* [Work to be completed] Search the listing for "SourceRef" and copy every line where it appears.
- - - - - - -
//! Token-budgeted, document-diverse context assembly.
//!
//! Selects the final context from a deduplicated ranked list. Entries are
//! grouped into per-document clusters, each cluster is guaranteed a minimum
//! quota, and remaining slots fill round-robin across clusters so that the
//! assembled context draws from every source document rather than
//! concentrating on one. Output order is acceptance order and is significant:
//! downstream citation numbering depends on it.

use std::collections::{BTreeMap, HashMap, HashSet};
use std::fmt::Write as _;
use std::sync::Arc;

use serde::{Deserialize, Serialize};
use tracing::{debug, info, warn};

use crate::document::Chunk;
use crate::rerank::RankedEntry;

/// Fallback cluster label for chunks without a document name.
const UNKNOWN_SOURCE: &str = "unknown-source";

/// The shape of the question, as tagged by the upstream reasoning layer.
///
/// Enumeration-style questions (count, list) select the broad assembly
/// policy: more documents touched, fewer entries guaranteed each.
#[derive(Debug, Clone, Copy, Default, PartialEq, Eq, Serialize, Deserialize)]
#[serde(rename_all = "snake_case")]
pub enum QuestionKind {
    /// A specific-fact or open question.
    #[default]
    General,
    /// "How many..." questions needing complete coverage.
    Count,
    /// "List all..." questions needing complete coverage.
    List,
    /// Questions about ordering of events.
    Timeline,
}

impl QuestionKind {
    /// Whether this kind needs breadth across documents over per-document
    /// depth.
    pub fn is_enumeration(self) -> bool {
        matches!(self, QuestionKind::Count | QuestionKind::List)
    }
}

/// Selection parameters for one assembly run.
#[derive(Debug, Clone, Copy)]
pub struct AssemblyParams {
    /// Maximum number of entries in the assembled context.
    pub max_chunks: usize,
    /// Base token budget for the assembled context.
    pub token_budget: usize,
    /// Broad selection: exhaustive retrieval or an enumeration-style
    /// question. Triples the effective budget, lowers per-cluster quotas, and
    /// permits (logged) budget overflow instead of starving the result.
    pub broad: bool,
}

/// A ranked entry selected into the final context.
#[derive(Debug, Clone)]
pub struct ContextEntry {
    /// The selected chunk.
    pub chunk: Arc<Chunk>,
    /// The fused dense/sparse score.
    pub fused_score: f32,
    /// The oracle's relevance score, when reranking ran.
    pub rerank_score: Option<f32>,
}

impl ContextEntry {
    /// The relevance score shown in citations: oracle score when present,
    /// else the fused score.
    pub fn relevance(&self) -> f32 {
        self.rerank_score.unwrap_or(self.fused_score)
    }
}

impl From<RankedEntry> for ContextEntry {
    fn from(entry: RankedEntry) -> Self {
        Self { chunk: entry.chunk, fused_score: entry.fused_score, rerank_score: entry.rerank_score }
    }
}

/// A unique (display name, optional source URL) citation pair.
#[derive(Debug, Clone, PartialEq, Eq, Serialize, Deserialize)]
pub struct SourceRef {
    /// Display name of the source document.
    pub name: String,
    /// URL of the original source, when the document came from the web.
    #[serde(skip_serializing_if = "Option::is_none")]
    pub url: Option<String>,
}

/// Approximate token count of a text: its whitespace-delimited word count.
pub fn count_tokens(text: &str) -> usize {
    text.split_whitespace().count()
}

fn cluster_label(chunk: &Chunk) -> &str {
    let name = chunk.metadata.document_name.as_str();
    if name.is_empty() { UNKNOWN_SOURCE } else { name }
}

/// Assemble the final context from a deduplicated, best-first ranked list.
///
/// Entries are clustered by document name; clusters sort by their best
/// entry's score and entries within a cluster by their own score (stable,
/// descending). Pass 1 takes each cluster's minimum quota in cluster order;
/// pass 2 fills remaining slots round-robin from the entries beyond each
/// cluster's quota. The token budget applies to both passes; in default mode
/// the very first accepted entry may exceed it (forward progress), while in
/// broad mode overflow is kept and logged rather than rejected.
///
/// Zero input entries produce an empty output, not an error. Output order is
/// acceptance order and deterministic for identical inputs.
pub fn assemble_context(entries: Vec<RankedEntry>, params: &AssemblyParams) -> Vec<ContextEntry> {
    if entries.is_empty() {
        return Vec::new();
    }

    // Group by document, preserving first-seen cluster order.
    let mut clusters: Vec<(String, Vec<RankedEntry>)> = Vec::new();
    let mut cluster_index: HashMap<String, usize> = HashMap::new();
    for entry in entries {
        let label = cluster_label(&entry.chunk).to_string();
        match cluster_index.get(&label) {
            Some(&idx) => clusters[idx].1.push(entry),
            None => {
                cluster_index.insert(label.clone(), clusters.len());
                clusters.push((label, vec![entry]));
            }
        }
    }

    for (_, cluster) in &mut clusters {
        cluster.sort_by(|a, b| {
            b.ordering_score().partial_cmp(&a.ordering_score()).unwrap_or(std::cmp::Ordering::Equal)
        });
    }
    clusters.sort_by(|a, b| {
        let best_a = a.1[0].ordering_score();
        let best_b = b.1[0].ordering_score();
        best_b.partial_cmp(&best_a).unwrap_or(std::cmp::Ordering::Equal)
    });

    info!(clusters = clusters.len(), "grouped candidates by document");
    for (name, cluster) in &clusters {
        debug!(document = %name, chunks = cluster.len(), "document cluster");
    }

    let effective_budget =
        if params.broad { params.token_budget * 3 } else { params.token_budget };
    let min_per_cluster = if params.broad {
        (params.max_chunks / (2 * clusters.len())).max(1)
    } else {
        (params.max_chunks / clusters.len()).max(2)
    };
    debug!(
        budget = effective_budget,
        quota = min_per_cluster,
        broad = params.broad,
        "assembly parameters"
    );

    let mut selected: Vec<ContextEntry> = Vec::new();
    let mut token_count = 0usize;

    // Pass 1: per-cluster minimum quota, cluster by cluster.
    'clusters: for (_, cluster) in &clusters {
        let mut added = 0;
        for entry in cluster {
            if selected.len() >= params.max_chunks {
                break 'clusters;
            }
            let tokens = count_tokens(&entry.chunk.text);
            if !params.broad && token_count + tokens > effective_budget && !selected.is_empty() {
                continue;
            }
            if params.broad && token_count + tokens > effective_budget {
                warn!(
                    tokens = token_count + tokens,
                    budget = effective_budget,
                    chunk_id = %entry.chunk.metadata.chunk_id,
                    "token budget exceeded in broad mode, keeping chunk"
                );
            }
            selected.push(entry.clone().into());
            token_count += tokens;
            added += 1;
            if added >= min_per_cluster {
                break;
            }
        }
    }

    // Pass 2: round-robin over entries beyond each cluster's quota. The
    // slice assumes Pass 1 accepted exactly the first `min_per_cluster`
    // entries of each cluster; a budget skip there shifts acceptance, so an
    // entry accepted late in Pass 1 can be selected a second time here.
    if selected.len() < params.max_chunks {
        let mut remaining: Vec<std::slice::Iter<'_, RankedEntry>> = clusters
            .iter()
            .map(|(_, cluster)| cluster.get(min_per_cluster..).unwrap_or(&[]).iter())
            .collect();
        let mut active = remaining.len();
        while active > 0 && selected.len() < params.max_chunks {
            active = 0;
            for iter in &mut remaining {
                let Some(entry) = iter.next() else { continue };
                active += 1;
                if selected.len() >= params.max_chunks {
                    break;
                }
                let tokens = count_tokens(&entry.chunk.text);
                if !params.broad && token_count + tokens > effective_budget {
                    continue;
                }
                if params.broad && token_count + tokens > effective_budget {
                    warn!(
                        tokens = token_count + tokens,
                        budget = effective_budget,
                        chunk_id = %entry.chunk.metadata.chunk_id,
                        "token budget exceeded in broad mode, keeping chunk"
                    );
                }
                selected.push(entry.clone().into());
                token_count += tokens;
            }
        }
    }

    let mut distribution: BTreeMap<&str, usize> = BTreeMap::new();
    for entry in &selected {
        *distribution.entry(cluster_label(&entry.chunk)).or_default() += 1;
    }
    info!(
        selected = selected.len(),
        tokens = token_count,
        documents = distribution.len(),
        ?distribution,
        "assembled context entries"
    );

    selected
}

/// Render assembled entries for the downstream generator, grouped by
/// document, with a per-entry metadata line for attribution.
///
/// Entries are numbered in acceptance order; citation numbering downstream
/// relies on that order.
pub fn format_context(entries: &[ContextEntry]) -> String {
    if entries.is_empty() {
        return "No relevant context found in the uploaded documents.".to_string();
    }

    // Group by document, preserving first-seen order.
    let mut groups: Vec<(&str, Vec<&ContextEntry>)> = Vec::new();
    let mut group_index: HashMap<&str, usize> = HashMap::new();
    for entry in entries {
        let label = cluster_label(&entry.chunk);
        match group_index.get(label) {
            Some(&idx) => groups[idx].1.push(entry),
            None => {
                group_index.insert(label, groups.len());
                groups.push((label, vec![entry]));
            }
        }
    }

    let mut sections: Vec<String> = Vec::new();
    sections.push(format!("=== INFORMATION FROM {} DOCUMENT(S) ===\n", groups.len()));

    let mut context_num = 1;
    for (name, group) in &groups {
        sections.push(format!("--- DOCUMENT: {name} ---"));
        for entry in group {
            let metadata = &entry.chunk.metadata;
            let mut line = String::new();
            if let Some(page) = metadata.page {
                let _ = write!(line, "Page: {page} | ");
            }
            let _ = write!(
                line,
                "Chunk: {} | Type: {} | Relevance: {:.3}",
                if metadata.chunk_id.is_empty() { "unknown-chunk" } else { &metadata.chunk_id },
                metadata.source_type,
                entry.relevance()
            );
            if let Some(summary) = &metadata.summary_of_section {
                let _ = write!(line, " | Summary: {summary}");
            }
            let text = crate::dedup::normalize_text(&entry.chunk.text);
            sections.push(format!("Context {context_num} ({line}):\n{text}"));
            context_num += 1;
        }
        sections.push(String::new());
    }

    sections.join("\n")
}

/// Extract unique source citations from assembled entries, in first-seen
/// order.
///
/// The display name is `display_source` when set, else the document name;
/// the uniqueness key includes the URL when one is present, so the same
/// display name with different URLs yields separate citations.
pub fn extract_sources(entries: &[ContextEntry]) -> Vec<SourceRef> {
    let mut seen: HashSet<String> = HashSet::new();
    let mut sources: Vec<SourceRef> = Vec::new();

    for entry in entries {
        let metadata = &entry.chunk.metadata;
        let name = metadata.display_name();
        let url = metadata.source_url.clone();
        let key = match &url {
            Some(url) => format!("{name}|{url}"),
            None => name.to_string(),
        };
        if seen.insert(key) {
            sources.push(SourceRef { name: name.to_string(), url });
        }
    }

    sources
}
- - - - - - -
* [Exercise output]
pub struct SourceRef {
pub fn extract_sources(entries: &[ContextEntry]) -> Vec<SourceRef> {
    let mut sources: Vec<SourceRef> = Vec::new();
            sources.push(SourceRef { name: name.to_string(), url });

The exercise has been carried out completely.